Which Altera to buy?

R

rick.c.hodgin 11 years ago

Greetings. I am new to FPGA programming. I am seeking to create a 40-bit 80386-like CPU core with a 32-bit and 64-bit FPU with 16 registers, a 128-bit four- and two-way 32-bit and 64-bit vector FPU engine with 16 registers, 60 additional general purpose integer registers, and a six stage execution pipeline.

I am wondering if somebody can guide me into which Altera product I should use for this CPU design? Thank you in advance.

Best regards, Rick C. Hodgin

Vote

G

glen herrmannsfeldt 11 years ago

Most likely a big one.

If you simplify the system somewhat, maybe only a medium sized one.

-- glen

Vote

R

rickman 11 years ago

There is some interesting software they provide for working with Altera FPGAs called Quartus. It will let you synthesize your designs and measure the size. Then you can tell what size part it will fit. No guesswork required. :)

The same package has a simulator to allow you to do a lot of testing without ever buying a chip or board.

So design your chip, do *lots* of simulating to verify that all the instructions work. Optimize your architecture and then, only then consider which chip you need to buy.

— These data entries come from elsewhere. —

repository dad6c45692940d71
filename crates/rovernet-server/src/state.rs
use std::sync::Arc;

use rovernet_log::AdminLog;
use rovernet_store::{Collection, FileDocumentStore, KeyValueStore};

use crate::config::ServerConfig;

/// Shared handles passed to every handler.
#[derive(Clone)]
pub struct AppState {
    pub players: Arc<dyn KeyValueStore>,
    pub companies: Arc<dyn KeyValueStore>,
    pub admin_log: Arc<AdminLog>,
}

impl AppState {
    pub fn new(
        players: Arc<dyn KeyValueStore>,
        companies: Arc<dyn KeyValueStore>,
        admin_log: Arc<AdminLog>,
    ) -> Self {
        Self {
            players,
            companies,
            admin_log,
        }
    }

    /// Filesystem-backed state rooted at `config.data_root`.
    pub fn from_config(config: &ServerConfig) -> Self {
        let layout = config.layout();
        Self::new(
            Arc::new(FileDocumentStore::in_layout(&layout, Collection::players())),
            Arc::new(FileDocumentStore::in_layout(&layout, Collection::companies())),
            Arc::new(AdminLog::in_layout(&layout, config.lock_policy())),
        )
    }
}
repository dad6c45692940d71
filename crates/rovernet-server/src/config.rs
use std::net::SocketAddr;
use std::path::{Path, PathBuf};
use std::time::Duration;

use rovernet_log::LockPolicy;
use rovernet_store::StorageLayout;
use serde::{Deserialize, Serialize};

use crate::error::{ServerError, ServerResult};

#[derive(Clone, Debug, PartialEq, Eq, Serialize, Deserialize)]
#[serde(default)]
pub struct ServerConfig {
    pub bind_addr: SocketAddr,
    /// Root of the `players/`, `companies/` and `logs/` directories.
    pub data_root: PathBuf,
    /// Retry budget for the admin log's cross-process lock.
    pub lock_attempts: u32,
    pub lock_backoff_ms: u64,
}

impl Default for ServerConfig {
    fn default() -> Self {
        let policy = LockPolicy::default();
        Self {
            bind_addr: SocketAddr::from(([127, 0, 0, 1], 8080)),
            data_root: PathBuf::from("data"),
            lock_attempts: policy.attempts,
            lock_backoff_ms: policy.backoff.as_millis() as u64,
        }
    }
}

impl ServerConfig {
    pub fn from_toml_str(source: &str) -> ServerResult<Self> {
        toml::from_str(source).map_err(|e| ServerError::Config(e.to_string()))
    }

    pub fn from_toml_file(path: &Path) -> ServerResult<Self> {
        let source = std::fs::read_to_string(path)
            .map_err(|e| ServerError::Config(format!("{}: {e}", path.display())))?;
        Self::from_toml_str(&source)
    }

    pub fn layout(&self) -> StorageLayout {
        StorageLayout::new(&self.data_root)
    }

    pub fn lock_policy(&self) -> LockPolicy {
        LockPolicy {
            attempts: self.lock_attempts,
            backoff: Duration::from_millis(self.lock_backoff_ms),
        }
    }
}
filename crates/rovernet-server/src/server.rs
use tokio::net::TcpListener;

use crate::config::ServerConfig;
use crate::error::{ServerError, ServerResult};
use crate::router::build_router;
use crate::state::AppState;

/// RoverNet game backend server.
pub struct RoverServer {
    config: ServerConfig,
    state: AppState,
}

impl RoverServer {
    /// Server with filesystem-backed storage under `config.data_root`.
    pub fn new(config: ServerConfig) -> Self {
        let state = AppState::from_config(&config);
        Self { config, state }
    }

    /// Server with caller-supplied storage backends.
    pub fn with_state(config: ServerConfig, state: AppState) -> Self {
        Self { config, state }
    }

    pub fn config(&self) -> &ServerConfig {
        &self.config
    }

    /// Build the router (useful for testing).
    pub fn router(&self) -> axum::Router {
        build_router(self.state.clone())
    }

    /// Start serving requests.
    pub async fn serve(self) -> ServerResult<()> {
        let app = build_router(self.state);
        let listener = TcpListener::bind(&self.config.bind_addr).await?;
        tracing::info!(
            "RoverNet server listening on {} (data root: {})",
            self.config.bind_addr,
            self.config.data_root.display()
        );
        axum::serve(listener, app)
            .await
            .map_err(|e| ServerError::Internal(e.to_string()))
    }
}
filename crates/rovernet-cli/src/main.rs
use clap::Parser;

mod cli;
mod commands;

fn main() -> anyhow::Result<()> {
    tracing_subscriber::fmt::init();
    let cli = cli::Cli::parse();
    commands::run_command(cli)
}
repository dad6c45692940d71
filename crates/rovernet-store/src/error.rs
use std::path::PathBuf;

/// Caller-facing classification of a storage failure.
///
/// "Absent" is deliberately missing: a document that does not exist yet is
/// reported as `Ok(None)`, never as an error.
#[derive(Clone, Copy, Debug, PartialEq, Eq, Hash)]
pub enum ErrorKind {
    /// Bad key or entry shape. Caller error, never retried automatically.
    InvalidInput,
    /// Directory creation, file I/O, or lock acquisition failed.
    StorageUnavailable,
    /// An existing document could not be decoded.
    Corrupt,
}

impl std::fmt::Display for ErrorKind {
    fn fmt(&self, f: &mut std::fmt::Formatter<'_>) -> std::fmt::Result {
        match self {
            Self::InvalidInput => write!(f, "invalid input"),
            Self::StorageUnavailable => write!(f, "storage unavailable"),
            Self::Corrupt => write!(f, "corrupt"),
        }
    }
}

/// Errors from document store operations.
#[derive(Debug, thiserror::Error)]
pub enum StoreError {
    /// The caller-supplied key cannot be mapped to a safe file name.
    #[error("invalid key {key:?}: {reason}")]
    InvalidKey { key: String, reason: String },

    /// The document file exists but could not be read.
    #[error("failed to read {}: {source}", path.display())]
    ReadFailure {
        path: PathBuf,
        #[source]
        source: std::io::Error,
    },

    /// The document file exists but does not hold a JSON object.
    #[error("corrupt document {}: {reason}", path.display())]
    Corrupt { path: PathBuf, reason: String },

    /// The backing directory could not be created.
    #[error("failed to create directory {}: {source}", path.display())]
    DirectoryCreateFailure {
        path: PathBuf,
        #[source]
        source: std::io::Error,
    },

    /// Writing or atomically replacing the target file failed.
    #[error("failed to write {}: {source}", path.display())]
    WriteFailure {
        path: PathBuf,
        #[source]
        source: std::io::Error,
    },

    /// The document could not be encoded as JSON.
    #[error("serialization error: {0}")]
    Serialization(String),

    /// Shared in-memory state was poisoned by a panicking writer.
    #[error("store lock poisoned: {0}")]
    Poisoned(String),
}

impl StoreError {
    pub(crate) fn invalid_key(key: &str, reason: impl Into<String>) -> Self {
        Self::InvalidKey {
            key: key.to_string(),
            reason: reason.into(),
        }
    }

    /// Map this error onto the caller-facing taxonomy.
    pub fn kind(&self) -> ErrorKind {
        match self {
            Self::InvalidKey { .. } => ErrorKind::InvalidInput,
            Self::Corrupt { .. } => ErrorKind::Corrupt,
            Self::ReadFailure { .. }
            | Self::DirectoryCreateFailure { .. }
            | Self::WriteFailure { .. }
            | Self::Serialization(_)
            | Self::Poisoned(_) => ErrorKind::StorageUnavailable,
        }
    }
}

/// Result alias for store operations.
pub type StoreResult<T> = Result<T, StoreError>;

You might want to look for one that has hardware floating point support since you plan to implement floating point. But the size words they implement may not be the size you want so you may need to do that in the fabric anyway.

Rick

Vote

T

Theo Markettos 11 years ago

For a point of comparison, we have a 64-bit MIPS-like CPU core, with MMU, L1/L2 cache, 32-bit floating point support, capability unit (32x 256-bit registers), and a 256 bit datapath to DDR2 memory, and it runs at 100MHz in about 80% of a Stratix IV GX230 (230K LEs). Picture and numbers on page 10 here (the Stratix IV doesn't have hard floating point):

formatting link

This is not particularly optimised for size (or speed), and when you put more things on the FPGA the area usage for the CPU shrinks as the tools work harder. We're trying to make it fit in a Cyclone V SoC part (5CSXFC6D6F31C6N) but haven't yet trimmed it down sufficiently.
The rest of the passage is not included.